Where the word "LogSumExp" occurs in a line of the data, return the whole line.

BEGIN Entries shown

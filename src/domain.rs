use chrono::{DateTime, Duration, Utc};
use rand::Rng;
use regex::Regex;
use rust_decimal::Decimal;
use rust_decimal_macros::dec;
use std::collections::HashMap;
use std::sync::OnceLock;
use uuid::Uuid;
use validator::ValidateEmail;

use crate::models::{Question, QuestionType, SubmissionAnswer, WithdrawalDestination, WithdrawalRail};

/// Minimum withdrawal amount in TZS-equivalent units.
pub const MIN_WITHDRAWAL: Decimal = dec!(10);

/// Flat withdrawal fee rate, shown to the user before confirmation. The
/// persisted request always records the pre-fee amount.
pub const FEE_RATE: Decimal = dec!(0.02);

/// Minimum amount a gateway collection can be initiated for.
pub const MIN_PAYMENT: Decimal = dec!(1);

/// Fixed catalogue page size.
pub const CATALOGUE_PAGE_SIZE: i64 = 10;

const AUTO_APPROVAL_MIN_SECS: i64 = 5 * 60;
const AUTO_APPROVAL_MAX_SECS: i64 = 20 * 60;

/// Deadline after which a completed submission is approved without manual
/// review. Randomized between 5 and 20 minutes so reviews do not all fall
/// due at once; the RNG and clock are injected so the bound is testable.
pub fn schedule_auto_approval<R: Rng>(now: DateTime<Utc>, rng: &mut R) -> DateTime<Utc> {
    let delay_secs = rng.gen_range(AUTO_APPROVAL_MIN_SECS..=AUTO_APPROVAL_MAX_SECS);
    now + Duration::seconds(delay_secs)
}

/// Fee and net payout for a withdrawal request, display-only.
pub fn withdrawal_fee(amount: Decimal) -> (Decimal, Decimal) {
    let fee = (amount * FEE_RATE).round_dp(2);
    (fee, amount - fee)
}

pub fn success_rate(completed_tasks: i32, applied_tasks: i32) -> f64 {
    if applied_tasks <= 0 {
        return 0.0;
    }
    f64::from(completed_tasks) / f64::from(applied_tasks)
}

static TZ_PHONE: OnceLock<Regex> = OnceLock::new();

/// Tanzanian mobile number: optional +255/255 or leading 0, then a 6x/7x
/// prefix and eight more digits.
pub fn is_valid_tz_phone(phone: &str) -> bool {
    let re = TZ_PHONE.get_or_init(|| Regex::new(r"^(?:\+?255|0)[67]\d{8}$").unwrap());
    re.is_match(phone.trim())
}

/// Per-rail destination validation. Returns a human-readable reason on
/// failure so the handler can surface it directly.
pub fn validate_destination(
    rail: WithdrawalRail,
    destination: &WithdrawalDestination,
) -> Result<(), String> {
    match rail {
        WithdrawalRail::MobileMoney => {
            let phone = destination.phone.as_deref().unwrap_or("");
            if !is_valid_tz_phone(phone) {
                return Err("Mobile money withdrawals require a valid Tanzanian mobile number".to_string());
            }
        }
        WithdrawalRail::Paypal => {
            let email = destination.email.as_deref().unwrap_or("");
            if !email.validate_email() {
                return Err("PayPal withdrawals require a valid email address".to_string());
            }
        }
        WithdrawalRail::Bank => {
            let missing = [
                ("bank name", &destination.bank_name),
                ("account holder name", &destination.account_name),
                ("account number", &destination.account_number),
            ]
            .iter()
            .filter(|(_, value)| value.as_deref().map_or(true, |v| v.trim().is_empty()))
            .map(|(label, _)| *label)
            .collect::<Vec<_>>();
            if !missing.is_empty() {
                return Err(format!(
                    "Bank withdrawals require: {}",
                    missing.join(", ")
                ));
            }
        }
    }
    Ok(())
}

/// Ids of required questions with no usable answer in the submission.
/// Text and choice answers must be non-empty; file answers must carry an
/// uploaded-file record.
pub fn missing_required_answers(
    questions: &[Question],
    answers: &HashMap<Uuid, SubmissionAnswer>,
) -> Vec<Uuid> {
    questions
        .iter()
        .filter(|q| q.required)
        .filter(|q| !answer_satisfies(q, answers.get(&q.id)))
        .map(|q| q.id)
        .collect()
}

fn answer_satisfies(question: &Question, answer: Option<&SubmissionAnswer>) -> bool {
    match (question.question_type, answer) {
        (QuestionType::File, Some(SubmissionAnswer::File { file_name, .. })) => {
            !file_name.trim().is_empty()
        }
        (QuestionType::File, _) => false,
        (_, Some(SubmissionAnswer::Text { answer })) => !answer.trim().is_empty(),
        (_, Some(SubmissionAnswer::SingleChoice { answer })) => !answer.trim().is_empty(),
        _ => false,
    }
}

#[cfg(test)]
mod tests {
    use super::*;
    use chrono::TimeZone;
    use rand::rngs::StdRng;
    use rand::SeedableRng;

    fn question(id: Uuid, question_type: QuestionType, required: bool) -> Question {
        Question {
            id,
            task_id: Uuid::new_v4(),
            position: 0,
            question_type,
            prompt: "prompt".to_string(),
            choices: None,
            required,
            accepted_formats: None,
        }
    }

    #[test]
    fn auto_approval_deadline_stays_within_bounds() {
        let now = Utc.with_ymd_and_hms(2026, 3, 1, 12, 0, 0).unwrap();
        let mut rng = StdRng::seed_from_u64(7);
        for _ in 0..1000 {
            let deadline = schedule_auto_approval(now, &mut rng);
            let delay = deadline - now;
            assert!(delay >= Duration::minutes(5), "delay {} too short", delay);
            assert!(delay <= Duration::minutes(20), "delay {} too long", delay);
        }
    }

    #[test]
    fn fee_is_two_percent_of_requested() {
        let (fee, payout) = withdrawal_fee(dec!(100));
        assert_eq!(fee, dec!(2));
        assert_eq!(payout, dec!(98));

        let (fee, payout) = withdrawal_fee(dec!(10));
        assert_eq!(fee, dec!(0.20));
        assert_eq!(payout, dec!(9.80));
    }

    #[test]
    fn tz_phone_accepts_local_and_international_forms() {
        assert!(is_valid_tz_phone("0712345678"));
        assert!(is_valid_tz_phone("0658765432"));
        assert!(is_valid_tz_phone("255712345678"));
        assert!(is_valid_tz_phone("+255712345678"));
    }

    #[test]
    fn tz_phone_rejects_malformed_numbers() {
        assert!(!is_valid_tz_phone("12345"));
        assert!(!is_valid_tz_phone("0812345678")); // not a mobile prefix
        assert!(!is_valid_tz_phone("071234567")); // too short
        assert!(!is_valid_tz_phone("07123456789")); // too long
        assert!(!is_valid_tz_phone(""));
        assert!(!is_valid_tz_phone("+254712345678")); // wrong country
    }

    #[test]
    fn mobile_money_destination_needs_valid_phone() {
        let dest = WithdrawalDestination {
            phone: Some("0712345678".to_string()),
            ..Default::default()
        };
        assert!(validate_destination(WithdrawalRail::MobileMoney, &dest).is_ok());

        let bad = WithdrawalDestination {
            phone: Some("12345".to_string()),
            ..Default::default()
        };
        assert!(validate_destination(WithdrawalRail::MobileMoney, &bad).is_err());
        assert!(validate_destination(WithdrawalRail::MobileMoney, &WithdrawalDestination::default()).is_err());
    }

    #[test]
    fn paypal_destination_needs_valid_email() {
        let dest = WithdrawalDestination {
            email: Some("worker@example.com".to_string()),
            ..Default::default()
        };
        assert!(validate_destination(WithdrawalRail::Paypal, &dest).is_ok());

        let bad = WithdrawalDestination {
            email: Some("not-an-email".to_string()),
            ..Default::default()
        };
        assert!(validate_destination(WithdrawalRail::Paypal, &bad).is_err());
    }

    #[test]
    fn bank_destination_names_every_missing_field() {
        let dest = WithdrawalDestination {
            bank_name: Some("CRDB".to_string()),
            account_name: Some("   ".to_string()),
            ..Default::default()
        };
        let err = validate_destination(WithdrawalRail::Bank, &dest).unwrap_err();
        assert!(err.contains("account holder name"));
        assert!(err.contains("account number"));
        assert!(!err.contains("bank name,"));
    }

    #[test]
    fn missing_required_answers_identifies_the_gap() {
        let q1 = Uuid::new_v4();
        let q2 = Uuid::new_v4();
        let q3 = Uuid::new_v4();
        let questions = vec![
            question(q1, QuestionType::Text, true),
            question(q2, QuestionType::SingleChoice, true),
            question(q3, QuestionType::Text, false),
        ];

        let mut answers = HashMap::new();
        answers.insert(
            q1,
            SubmissionAnswer::Text {
                answer: "an answer".to_string(),
            },
        );

        let missing = missing_required_answers(&questions, &answers);
        assert_eq!(missing, vec![q2]);
    }

    #[test]
    fn blank_text_answer_does_not_satisfy_a_required_question() {
        let q1 = Uuid::new_v4();
        let questions = vec![question(q1, QuestionType::Text, true)];
        let mut answers = HashMap::new();
        answers.insert(
            q1,
            SubmissionAnswer::Text {
                answer: "   ".to_string(),
            },
        );
        assert_eq!(missing_required_answers(&questions, &answers), vec![q1]);
    }

    #[test]
    fn file_question_requires_a_file_record() {
        let q1 = Uuid::new_v4();
        let questions = vec![question(q1, QuestionType::File, true)];

        let mut answers = HashMap::new();
        answers.insert(
            q1,
            SubmissionAnswer::Text {
                answer: "screenshot.png".to_string(),
            },
        );
        // A text answer does not satisfy a file question.
        assert_eq!(missing_required_answers(&questions, &answers), vec![q1]);

        answers.insert(
            q1,
            SubmissionAnswer::File {
                file_name: "screenshot.png".to_string(),
                file_type: "image/png".to_string(),
                file_size: 1024,
            },
        );
        assert!(missing_required_answers(&questions, &answers).is_empty());
    }

    #[test]
    fn success_rate_handles_zero_applied() {
        assert_eq!(success_rate(0, 0), 0.0);
        assert_eq!(success_rate(3, 4), 0.75);
    }
}
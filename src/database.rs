use sqlx::{
    postgres::{PgConnectOptions, PgPoolOptions},
    PgPool,
};
use std::str::FromStr;

pub async fn create_pool(database_url: &str) -> Result<PgPool, sqlx::Error> {
    let options = PgConnectOptions::from_str(database_url)?
        .application_name("kazipesa-backend")
        .statement_cache_capacity(500);

    PgPoolOptions::new()
        .max_connections(32)
        .min_connections(8)
        .acquire_timeout(std::time::Duration::from_secs(2))
        .idle_timeout(std::time::Duration::from_secs(10))
        .connect_with(options)
        .await
}
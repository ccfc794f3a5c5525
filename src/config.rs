use serde::{Deserialize, Serialize};

/// Which bound-propagation analyses the reasoner runs.
#[derive(Debug, Clone, Copy, PartialEq, Eq, Serialize, Deserialize)]
pub enum BoundTighteningMode {
    /// Interval arithmetic plus symbolic (affine) bounds back to the input layer.
    SymbolicTightening,
    /// Interval arithmetic only.
    IntervalOnly,
    /// No network-level tightening.
    None,
}

/// Envelope family used for softmax layers.
#[derive(Debug, Clone, Copy, PartialEq, Eq, Serialize, Deserialize)]
pub enum SoftmaxBounds {
    LogSumExp,
    ExponentialReciprocal,
}

/// Immutable-after-init knobs shared by the query, the constraints and the
/// reasoner. Every component receives this by reference; there is no global.
#[derive(Debug, Clone, Serialize, Deserialize)]
pub struct Config {
    /// Epsilon for all bound comparisons.
    pub epsilon: f64,
    pub bound_tightening: BoundTighteningMode,
    pub softmax_bounds: SoftmaxBounds,
    /// A softmax lower envelope switches to the anchored LSE2 variant once any
    /// target lower bound exceeds this threshold. The constant's provenance is
    /// undocumented upstream; it is preserved here as a knob.
    pub lse2_threshold: f64,
    /// Maximum number of full propagation sweeps per call.
    pub sweep_budget: usize,
    /// Require every activation layer built by the lifter to have a single
    /// source layer. Needed by the symbolic analysis.
    pub ensure_same_source_layer: bool,
}

impl Default for Config {
    fn default() -> Self {
        Self {
            epsilon: crate::constraints::COMPARISON_EPSILON,
            bound_tightening: BoundTighteningMode::SymbolicTightening,
            softmax_bounds: SoftmaxBounds::LogSumExp,
            lse2_threshold: 0.1,
            sweep_budget: 4,
            ensure_same_source_layer: true,
        }
    }
}

impl Config {
    pub fn is_zero(&self, x: f64) -> bool {
        x.abs() <= self.epsilon
    }

    pub fn is_positive(&self, x: f64) -> bool {
        x > self.epsilon
    }

    pub fn is_negative(&self, x: f64) -> bool {
        x < -self.epsilon
    }

    pub fn are_equal(&self, x: f64, y: f64) -> bool {
        (x - y).abs() <= self.epsilon
    }

    pub fn gt(&self, x: f64, y: f64) -> bool {
        x - y > self.epsilon
    }
}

END Entries shown

*Output of the task:*
    LogSumExp,
            softmax_bounds: SoftmaxBounds::LogSumExp,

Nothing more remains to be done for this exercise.